Roben P, Moore J P, Thali M, Sodroski J, Barbas C F, Burton D R
Department of Immunology, Scripps Research Institute, La Jolla, California 92037.
J Virol. 1994 Aug;68(8):4821-8. doi: 10.1128/JVI.68.8.4821-4828.1994.

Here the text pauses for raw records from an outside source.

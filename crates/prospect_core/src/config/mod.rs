//! Simulation configuration
//!
//! `SimulationConfig` bundles everything one simulation needs: lead volume,
//! funnel rates, stage price tables, and the minimum-billing floor. Configs
//! are constructed fresh per call and never mutated by the engine; callers
//! that vary a field build a new config (or use [`SimulationBuilder`]).

use serde::{Deserialize, Serialize};

use crate::error::SimulationError;
use crate::model::{FunnelRates, FunnelStage, StageTables};

pub mod builder;

pub use builder::SimulationBuilder;

/// Everything needed to run one cost simulation.
#[derive(Debug, Clone, PartialEq, Serialize, Deserialize)]
pub struct SimulationConfig {
    /// Lead volume fed into the funnel
    pub total_leads: f64,

    /// Stage conversion rates, each expected in [0, 1]
    pub rates: FunnelRates,

    /// Price schedules per charged stage
    pub tables: StageTables,

    /// Cost floor applied to the calculated cost
    #[serde(default)]
    pub minimum_billing: f64,
}

impl SimulationConfig {
    /// The documented reference scenario: 2500 leads at the POC conversion
    /// rates, priced with [`StageTables::reference`], no billing floor.
    #[must_use]
    pub fn reference() -> Self {
        Self {
            total_leads: 2500.0,
            rates: FunnelRates::new(0.15, 0.25, 0.33),
            tables: StageTables::reference(),
            minimum_billing: 0.0,
        }
    }

    /// Eager boundary validation: non-negative volume and floor, every rate
    /// within [0, 1]. Table validity is enforced at table construction, so
    /// it is not re-checked here.
    pub fn validate(&self) -> Result<(), SimulationError> {
        if self.total_leads < 0.0 {
            return Err(SimulationError::NegativeLeadVolume(self.total_leads));
        }
        if self.minimum_billing < 0.0 {
            return Err(SimulationError::NegativeMinimumBilling(
                self.minimum_billing,
            ));
        }
        for stage in [
            FunnelStage::Response,
            FunnelStage::Qualification,
            FunnelStage::Booking,
        ] {
            let rate = self.rates.get(stage);
            if !(0.0..=1.0).contains(&rate) {
                return Err(SimulationError::RateOutOfRange { stage, rate });
            }
        }
        Ok(())
    }

    /// A copy with one stage's rate replaced. Sweeps derive per-point
    /// configs this way.
    #[must_use]
    pub fn with_rate(&self, stage: FunnelStage, rate: f64) -> Self {
        Self {
            rates: self.rates.with(stage, rate),
            ..self.clone()
        }
    }

    /// A copy with a different lead volume.
    #[must_use]
    pub fn with_total_leads(&self, total_leads: f64) -> Self {
        Self {
            total_leads,
            ..self.clone()
        }
    }
}
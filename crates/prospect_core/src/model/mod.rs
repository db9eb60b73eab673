mod funnel;
mod results;
mod tables;

pub use funnel::{FunnelCounts, FunnelRates, FunnelStage};
pub use results::{
    BreakdownLine, CostBreakdown, CostComponent, SimulationResult, StageCosts,
};
pub use tables::{FlatRate, PricingTable, StageTables, Tier};
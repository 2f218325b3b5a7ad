use std::sync::Arc;

use serde_json::Value;
use tokio::sync::Mutex;
use tracing::{debug, error, info, warn};
use uuid::Uuid;

use super::events::{ClientEvent, ServerEvent};
use super::registry::ViewerRegistry;
use crate::models::{Family, NaturalKey};
use crate::store::CollectionStore;

/// Pushes canonical collection state and selection signals to viewers.
///
/// Snapshots are full-state pushes. Each family has its own lock held across
/// the store read and the fan-out, so a later publish can never deliver an
/// older list than an earlier one.
pub struct Broadcaster {
    store: Arc<dyn CollectionStore>,
    viewers: ViewerRegistry,
    timeline_lock: Mutex<()>,
    program_lock: Mutex<()>,
}

impl Broadcaster {
    pub fn new(store: Arc<dyn CollectionStore>, viewers: ViewerRegistry) -> Self {
        Self {
            store,
            viewers,
            timeline_lock: Mutex::new(()),
            program_lock: Mutex::new(()),
        }
    }

    pub fn viewers(&self) -> &ViewerRegistry {
        &self.viewers
    }

    fn lock(&self, family: Family) -> &Mutex<()> {
        match family {
            Family::Timeline => &self.timeline_lock,
            Family::Program => &self.program_lock,
        }
    }

    /// Re-read every collection of `family` and send the sorted list to all
    /// viewers. Failures are logged; the triggering mutation already succeeded.
    pub async fn publish_snapshot(&self, family: Family) {
        let _guard = self.lock(family).lock().await;
        match self.store.list(family).await {
            Ok(items) => {
                let count = items.len();
                let delivered = self
                    .viewers
                    .broadcast(Arc::new(ServerEvent::snapshot(family, items)));
                debug!(%family, count, delivered, "Published snapshot");
            }
            Err(e) => error!(%family, error = %e, "Failed to publish snapshot"),
        }
    }

    /// Relay a highlight to every viewer. `None` clears the highlight; a key
    /// that does not resolve emits nothing. Returns whether anything was sent.
    pub async fn publish_selection(&self, family: Family, key: Option<NaturalKey>) -> bool {
        let item = match key {
            None => None,
            Some(key) => match self.store.find_by_key(&key).await {
                Ok(Some(item)) => Some(item),
                Ok(None) => {
                    debug!(%family, %key, "Selection does not resolve; ignoring");
                    return false;
                }
                Err(e) => {
                    error!(%family, %key, error = %e, "Failed to resolve selection");
                    return false;
                }
            },
        };
        self.viewers
            .broadcast(Arc::new(ServerEvent::selection(family, item)));
        true
    }

    /// Send the current snapshot of every family to one newly connected
    /// session.
    pub async fn greet(&self, session_id: Uuid) {
        for family in Family::ALL {
            let _guard = self.lock(family).lock().await;
            match self.store.list(family).await {
                Ok(items) => {
                    self.viewers
                        .send_to(session_id, Arc::new(ServerEvent::snapshot(family, items)));
                }
                Err(e) => error!(%family, %session_id, error = %e, "Failed to load snapshot"),
            }
        }
    }

    pub async fn handle_client_event(&self, session_id: Uuid, event: ClientEvent) {
        match event {
            ClientEvent::Register(role) => {
                info!(%session_id, %role, "Viewer registered role");
                self.viewers.set_role(session_id, role);
            }
            ClientEvent::SelectYear(value) => self.select(Family::Timeline, value).await,
            ClientEvent::SelectProgram(value) => self.select(Family::Program, value).await,
        }
    }

    async fn select(&self, family: Family, value: Value) {
        let key = match value {
            Value::Null => None,
            other => match family.key_from_value(&other) {
                Ok(key) => Some(key),
                Err(_) => {
                    warn!(%family, value = %other, "Ignoring malformed selection");
                    return;
                }
            },
        };
        self.publish_selection(family, key).await;
    }
}
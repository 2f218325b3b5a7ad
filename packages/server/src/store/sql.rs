use async_trait::async_trait;
use sea_orm::{
    ActiveModelTrait, ColumnTrait, DatabaseConnection, DbErr, EntityTrait, QueryFilter, Set,
    SqlErr,
};
use uuid::Uuid;

use super::{CollectionStore, StoreError};
use crate::entity::collection;
use crate::models::collection::sort_by_key;
use crate::models::{Collection, Family, NaturalKey};

/// Store backed by the `collection` table; one row per aggregate.
#[derive(Clone)]
pub struct SqlCollectionStore {
    db: DatabaseConnection,
}

impl SqlCollectionStore {
    pub fn new(db: DatabaseConnection) -> Self {
        Self { db }
    }

    async fn key_taken(&self, key: &NaturalKey, except: Uuid) -> Result<bool, StoreError> {
        let existing = collection::Entity::find()
            .filter(collection::Column::Family.eq(key.family().as_str()))
            .filter(collection::Column::NaturalKey.eq(key.to_string()))
            .filter(collection::Column::Id.ne(except))
            .one(&self.db)
            .await?;
        Ok(existing.is_some())
    }
}

fn to_active(c: &Collection) -> Result<collection::ActiveModel, StoreError> {
    Ok(collection::ActiveModel {
        id: Set(c.id),
        family: Set(c.family().as_str().to_string()),
        natural_key: Set(c.key.to_string()),
        document: Set(serde_json::to_value(c)?),
        created_at: Set(c.created_at),
        updated_at: Set(c.updated_at),
    })
}

fn decode(model: collection::Model) -> Result<Collection, StoreError> {
    Ok(serde_json::from_value(model.document)?)
}

fn write_error(err: DbErr, key: &NaturalKey) -> StoreError {
    match err.sql_err() {
        Some(SqlErr::UniqueConstraintViolation(_)) => StoreError::DuplicateKey(key.clone()),
        _ => StoreError::Database(err),
    }
}

#[async_trait]
impl CollectionStore for SqlCollectionStore {
    async fn insert(&self, c: &Collection) -> Result<(), StoreError> {
        if self.key_taken(&c.key, c.id).await? {
            return Err(StoreError::DuplicateKey(c.key.clone()));
        }
        collection::Entity::insert(to_active(c)?)
            .exec_without_returning(&self.db)
            .await
            .map_err(|e| write_error(e, &c.key))?;
        Ok(())
    }

    async fn replace(&self, c: &Collection) -> Result<(), StoreError> {
        if self.key_taken(&c.key, c.id).await? {
            return Err(StoreError::DuplicateKey(c.key.clone()));
        }
        match to_active(c)?.update(&self.db).await {
            Ok(_) => Ok(()),
            Err(DbErr::RecordNotUpdated) => Err(StoreError::NotFound(c.id)),
            Err(e) => Err(write_error(e, &c.key)),
        }
    }

    async fn remove(&self, family: Family, id: Uuid) -> Result<bool, StoreError> {
        let result = collection::Entity::delete_many()
            .filter(collection::Column::Id.eq(id))
            .filter(collection::Column::Family.eq(family.as_str()))
            .exec(&self.db)
            .await?;
        Ok(result.rows_affected > 0)
    }

    async fn get(&self, family: Family, id: Uuid) -> Result<Option<Collection>, StoreError> {
        collection::Entity::find_by_id(id)
            .filter(collection::Column::Family.eq(family.as_str()))
            .one(&self.db)
            .await?
            .map(decode)
            .transpose()
    }

    async fn find_by_key(&self, key: &NaturalKey) -> Result<Option<Collection>, StoreError> {
        collection::Entity::find()
            .filter(collection::Column::Family.eq(key.family().as_str()))
            .filter(collection::Column::NaturalKey.eq(key.to_string()))
            .one(&self.db)
            .await?
            .map(decode)
            .transpose()
    }

    async fn list(&self, family: Family) -> Result<Vec<Collection>, StoreError> {
        let rows = collection::Entity::find()
            .filter(collection::Column::Family.eq(family.as_str()))
            .all(&self.db)
            .await?;
        let mut out = rows
            .into_iter()
            .map(decode)
            .collect::<Result<Vec<_>, _>>()?;
        // Years must sort numerically, so ordering happens on decoded keys.
        sort_by_key(&mut out);
        Ok(out)
    }
}
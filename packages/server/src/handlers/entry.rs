use axum::extract::{DefaultBodyLimit, Extension, Path, State};
use axum::http::StatusCode;
use axum::response::Response;
use tracing::instrument;
use uuid::Uuid;

use super::collection_id;
use crate::error::AppError;
use crate::extractors::auth::AdminUser;
use crate::extractors::entry_form::EntryInput;
use crate::models::Family;
use crate::models::shared::respond;
use crate::state::AppState;

pub fn upload_body_limit() -> DefaultBodyLimit {
    DefaultBodyLimit::max(128 * 1024 * 1024) // 128 MB
}

/// Unparseable entry ids resolve to no entry, after the parent has been
/// checked, so the two not-found cases stay distinguishable.
fn entry_id(raw: &str) -> Uuid {
    Uuid::parse_str(raw).unwrap_or(Uuid::nil())
}

#[instrument(skip(state, _admin, input), fields(%family, %id))]
pub async fn add_entry(
    _admin: AdminUser,
    State(state): State<AppState>,
    Extension(family): Extension<Family>,
    Path(id): Path<String>,
    EntryInput(input): EntryInput,
) -> Result<Response, AppError> {
    let id = collection_id(family, &id)?;
    let collection = state.mutations.add_entry(family, id, input).await?;
    Ok(respond(
        StatusCode::CREATED,
        "Entry added successfully.",
        Some(collection),
    ))
}

#[instrument(skip_all, fields(%family, %id, entry_id = %entry_id_raw))]
pub async fn update_entry(
    _admin: AdminUser,
    State(state): State<AppState>,
    Extension(family): Extension<Family>,
    Path((id, entry_id_raw)): Path<(String, String)>,
    EntryInput(input): EntryInput,
) -> Result<Response, AppError> {
    let id = collection_id(family, &id)?;
    let collection = state
        .mutations
        .update_entry(family, id, entry_id(&entry_id_raw), input)
        .await?;
    Ok(respond(
        StatusCode::OK,
        "Entry updated successfully.",
        Some(collection),
    ))
}

#[instrument(skip_all, fields(%family, %id, entry_id = %entry_id_raw))]
pub async fn delete_entry(
    _admin: AdminUser,
    State(state): State<AppState>,
    Extension(family): Extension<Family>,
    Path((id, entry_id_raw)): Path<(String, String)>,
) -> Result<Response, AppError> {
    let id = collection_id(family, &id)?;
    let collection = state
        .mutations
        .delete_entry(family, id, entry_id(&entry_id_raw))
        .await?;
    Ok(respond(
        StatusCode::OK,
        "Entry deleted successfully.",
        Some(collection),
    ))
}
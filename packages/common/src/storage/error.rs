/// Errors raised by a blob store backend.
#[derive(Debug, thiserror::Error)]
pub enum StorageError {
    #[error("storage IO error: {0}")]
    Io(#[from] std::io::Error),
    /// The upload is larger than the configured per-blob limit.
    #[error("blob exceeds size limit ({actual} > {limit} bytes)")]
    SizeLimitExceeded { actual: u64, limit: u64 },
    /// The remote object store rejected or failed the request.
    #[error("object store error: {0}")]
    Backend(String),
}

Six recombinant human Fab fragments that were derived from the same human immunodeficiency virus type 1 (HIV-1)-infected individual and are directed against the CD4 binding site (CD4bs) of the gp120 envelope glycoprotein were studied. A range of neutralizing activity against the HIV-1 (HXBc2) isolate was observed, with Fab b12 exhibiting the greatest potency among the Fabs tested. The neutralizing potency of Fab b12 was better than that of monoclonal whole antibodies directed against the third variable (V3) region of gp120. To explore the basis for the efficient neutralizing activity of b12, the recognition of a panel of HIV-1 gp120 mutants by the six Fabs was studied. The patterns of sensitivity to particular gp120 amino acid changes were similar for all six Fabs to those seen for anti-CD4bs monoclonal antibodies derived from HIV-1-infected individuals by conventional means. In addition, recognition by Fab b12 demonstrated an atypical sensitivity to changes in the V1 and V2 variable regions. Next, the binding of the Fabs to monomeric gp120 and to the envelope glycoprotein complex was examined. Neither the binding properties of the b12 Fab to monomeric gp120 nor the ability of the Fab to compete with soluble CD4 for monomeric gp120 binding appeared to account for the greater neutralizing potency. However, both quantitative and qualitative differences between the binding of b12 and that of less potent Fabs to the cell surface envelope glycoprotein complex were observed. Relative to less potently neutralizing Fabs, Fab b12 exhibited a higher affinity for a subpopulation of cell surface envelope glycoproteins, the conformation of which was best approximated by the mature gp120 glycoprotein. Apparently, subtle differences in the gp120 epitope recognized allow some members of the group of anti-CD4bs antibodies to bind to the functionally relevant envelope glycoprotein complex and to neutralize virus more efficiently.
研究了六种重组人Fab片段,它们来自同一例感染了1型人类免疫缺陷病毒(HIV-1)的个体,且针对gp120包膜糖蛋白的CD4结合位点(CD4bs)。观察到了一系列针对HIV-1(HXBc2)分离株的中和活性,在测试的Fab中,Fab b12表现出最强的效力。Fab b12的中和效力优于针对gp120第三可变区(V3)的单克隆全抗体。为了探究b12高效中和活性的基础,研究了这六种Fab对一组HIV-1 gp120突变体的识别情况。所有六种Fab对特定gp120氨基酸变化的敏感模式与通过传统方法从感染HIV-1的个体中获得的抗CD4bs单克隆抗体的敏感模式相似。此外,Fab b12的识别对V1和V2可变区的变化表现出非典型的敏感性。接下来,检测了这些Fab与单体gp120以及包膜糖蛋白复合物的结合情况。b12 Fab与单体gp120的结合特性以及该Fab与可溶性CD4竞争单体gp120结合的能力似乎都不能解释其更强的中和效力。然而,观察到b12与效力较弱的Fab在与细胞表面包膜糖蛋白复合物结合方面存在定量和定性差异。相对于中和效力较弱的Fab,Fab b12对细胞表面包膜糖蛋白亚群表现出更高的亲和力,其构象最接近成熟的gp120糖蛋白。显然,所识别的gp120表位的细微差异使得抗CD4bs抗体组中的一些成员能够结合到功能相关的包膜糖蛋白复合物上,并更有效地中和病毒。